Eve

[Image Description: Close-up of ice crystals formed over a body of water]

A woman wrote
my local, small-town paper
to blame women
for what ails
our communities.

Men, she wrote,
have vacated
responsibilities and
their rightful place
because women
have forgotten they
were created equal—
equal, but in the special role of helper—
created for men,
but now want to be like men,
act like they are better than men.

About half the population
to blame
for all the problems.

Swift, visceral reaction
upon reading,
rage-typing
uncharitable responses
in my head for days.

I’ve deleted those lines
one-by-one,
realizing this is yet another retelling of
the old myth
I’ve heard since childhood:
All that’s wrong is Eve’s fault
and by default
all women
blamed.

Told enough times,
layer upon layer,
until myth
is frozen,
impenetrable.

Anger at this woman subsiding,
remembering misogynistic,
female-critical,
woman-blaming
narratives I internalized for years.

So much invested in making scapegoats
believe they’re at fault
until no one will question
oppressive structures,
abusive institutions,
off-balance relationships,
cis-male-dominated
everything.

It takes time and wrestling
to purge the narrative that if
women do anything “wrong,”
men could not possibly do
anything right,
to see that
treating women merely as a helper to men
objectifies,
claims they exist to serve a function
like a possession,
and are not
a unique expression
of the divine image,
of the stardust from which their atoms were formed,
of the breath God breathed into their lungs.

Treating men as merely
head of household providers
reduces them to a role,
like they are just a job,
and not a unique expression
of the divine image,
of the stardust from which their atoms were formed,
of the breath God breathed into their lungs.

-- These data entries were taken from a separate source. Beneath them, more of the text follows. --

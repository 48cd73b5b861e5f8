//! File system comment store

use crate::domain::comment::{Comment, CommentId};
use crate::domain::query::CandidateFilter;
use crate::domain::whitelist::Projection;
use crate::error::{GateError, Result};
use crate::infrastructure::config::META_DIR;
use crate::infrastructure::Config;
use std::fs;
use std::path::{Path, PathBuf};
use walkdir::WalkDir;

/// Directory holding one JSON document per comment
pub const COMMENTS_DIR: &str = "comments";

/// Storage operations the comment services depend on
pub trait CommentRepository {
    /// Comments matching `filter`, with root fields outside `projection` cleared
    fn find(&self, filter: &CandidateFilter, projection: &Projection) -> Result<Vec<Comment>>;

    /// Full comment by id
    fn get(&self, id: &CommentId) -> Result<Option<Comment>>;

    /// Store a new comment. Fails if the id is taken.
    fn insert(&self, comment: &Comment) -> Result<()>;

    /// Overwrite an existing comment. Returns false if there is no such id.
    fn replace(&self, comment: &Comment) -> Result<bool>;
}

impl<T: CommentRepository + ?Sized> CommentRepository for &T {
    fn find(&self, filter: &CandidateFilter, projection: &Projection) -> Result<Vec<Comment>> {
        (**self).find(filter, projection)
    }

    fn get(&self, id: &CommentId) -> Result<Option<Comment>> {
        (**self).get(id)
    }

    fn insert(&self, comment: &Comment) -> Result<()> {
        (**self).insert(comment)
    }

    fn replace(&self, comment: &Comment) -> Result<bool> {
        (**self).replace(comment)
    }
}

/// Store rooted at a directory containing `.commentgate/` and `comments/`
#[derive(Debug, Clone)]
pub struct FileSystemRepository {
    pub root: PathBuf,
}

impl FileSystemRepository {
    /// Create a new repository with the given root directory
    pub fn new(root: PathBuf) -> Self {
        FileSystemRepository { root }
    }

    /// Discover the store root.
    /// First checks COMMENTGATE_ROOT, then walks up from the current directory.
    pub fn discover() -> Result<Self> {
        if let Ok(root_path) = std::env::var("COMMENTGATE_ROOT") {
            let path = PathBuf::from(root_path);
            if Self::has_meta_dir(&path) {
                return Ok(FileSystemRepository::new(path));
            } else {
                return Err(GateError::Config(format!(
                    "COMMENTGATE_ROOT is set to '{}' but no .commentgate directory found. \
                    Run 'commentgate init' in that directory or unset COMMENTGATE_ROOT.",
                    path.display()
                )));
            }
        }

        let current_dir = std::env::current_dir()?;
        Self::discover_from(&current_dir)
    }

    /// Discover the store root by walking up from a specific starting directory
    pub fn discover_from(start: &Path) -> Result<Self> {
        let mut current = start.to_path_buf();

        loop {
            if Self::has_meta_dir(&current) {
                return Ok(FileSystemRepository::new(current));
            }

            match current.parent() {
                Some(parent) => current = parent.to_path_buf(),
                None => return Err(GateError::NotInitialized(start.to_path_buf())),
            }
        }
    }

    fn has_meta_dir(path: &Path) -> bool {
        path.join(META_DIR).is_dir()
    }

    pub fn root(&self) -> &Path {
        &self.root
    }

    pub fn is_initialized(&self) -> bool {
        Self::has_meta_dir(&self.root)
    }

    /// Create `.commentgate/config.toml` and the comments directory
    pub fn initialize(&self, config: &Config) -> Result<()> {
        if self.is_initialized() {
            return Err(GateError::Config(format!(
                "Directory already initialized: {}",
                self.root.display()
            )));
        }

        fs::create_dir_all(&self.root)?;
        config.save_to_dir(&self.root)?;
        fs::create_dir_all(self.comments_dir())?;
        Ok(())
    }

    pub fn load_config(&self) -> Result<Config> {
        Config::load_from_dir(&self.root)
    }

    pub fn save_config(&self, config: &Config) -> Result<()> {
        config.save_to_dir(&self.root)
    }

    fn comments_dir(&self) -> PathBuf {
        self.root.join(COMMENTS_DIR)
    }

    fn comment_path(&self, id: &CommentId) -> PathBuf {
        self.comments_dir().join(format!("{}.json", id))
    }

    /// Read a stored comment. A document whose `id` does not match its
    /// file name is skipped, so reads and writes always agree on the path.
    fn read_comment(path: &Path) -> Result<Option<Comment>> {
        let contents = fs::read_to_string(path)?;
        let comment: Comment = serde_json::from_str(&contents).map_err(|e| {
            GateError::Storage(format!("Failed to parse {}: {}", path.display(), e))
        })?;

        let stem = path.file_stem().and_then(|stem| stem.to_str());
        if stem != Some(comment.id.as_str()) {
            tracing::warn!(
                path = %path.display(),
                comment = %comment.id,
                "skipping comment stored under another id"
            );
            return Ok(None);
        }
        Ok(Some(comment))
    }

    /// Write using a best-effort atomic replace:
    /// write to a temp file in the same directory, then rename into place.
    fn write_comment(&self, comment: &Comment) -> Result<()> {
        let path = self.comment_path(&comment.id);
        fs::create_dir_all(self.comments_dir())?;

        let contents = serde_json::to_string_pretty(comment)?;
        let tmp_path = path.with_file_name(format!(
            "{}.json.tmp-{}",
            comment.id,
            std::process::id()
        ));

        fs::write(&tmp_path, contents)?;

        // On Windows, `rename` does not overwrite existing files.
        if cfg!(windows) && path.exists() {
            fs::remove_file(&path)?;
        }

        fs::rename(&tmp_path, &path)?;
        Ok(())
    }
}

impl CommentRepository for FileSystemRepository {
    fn find(&self, filter: &CandidateFilter, projection: &Projection) -> Result<Vec<Comment>> {
        if let CandidateFilter::ById(id) = filter {
            return Ok(self
                .get(id)?
                .into_iter()
                .map(|mut comment| {
                    comment.project(projection);
                    comment
                })
                .collect());
        }

        let dir = self.comments_dir();
        if !dir.exists() {
            return Ok(Vec::new());
        }

        let mut comments = Vec::new();
        for entry in WalkDir::new(&dir)
            .min_depth(1)
            .max_depth(1)
            .sort_by_file_name()
        {
            let entry = entry.map_err(|e| GateError::Storage(e.to_string()))?;
            if !entry.file_type().is_file() {
                continue;
            }
            let is_json = entry
                .path()
                .extension()
                .is_some_and(|ext| ext == "json");
            if !is_json {
                continue;
            }

            let Some(mut comment) = Self::read_comment(entry.path())? else {
                continue;
            };
            if filter.matches(&comment) {
                comment.project(projection);
                comments.push(comment);
            }
        }

        Ok(comments)
    }

    fn get(&self, id: &CommentId) -> Result<Option<Comment>> {
        let path = self.comment_path(id);
        if !path.exists() {
            return Ok(None);
        }
        Self::read_comment(&path)
    }

    fn insert(&self, comment: &Comment) -> Result<()> {
        if self.comment_path(&comment.id).exists() {
            return Err(GateError::Storage(format!(
                "Comment already exists: {}",
                comment.id
            )));
        }
        self.write_comment(comment)
    }

    fn replace(&self, comment: &Comment) -> Result<bool> {
        if !self.comment_path(&comment.id).exists() {
            return Ok(false);
        }
        self.write_comment(comment)?;
        Ok(true)
    }
}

And this binary trope treats anyone who is not
one half of husband-and-wife,
man-and-woman relationship,
as absent,
ignoring the truth that
there are spectrums of experience,
identity,
relationship,
and not everyone fits neatly
into boxes and roles,
nor wants to,
and they are each just as much a
unique expression
of the divine image,
of the stardust from which their atoms were formed,
of the breath God breathed into their lungs.

I can’t free that woman
and others like her
by railing against.

But there is a beautiful invitation,
a wild song,
a burden lifted,
out here where
Eve is not a condemnation
but our guide
to a vast, spacious wilderness
where we co-create with God
new ways of being
that don’t include
taking responsibility
for everyone else’s actions.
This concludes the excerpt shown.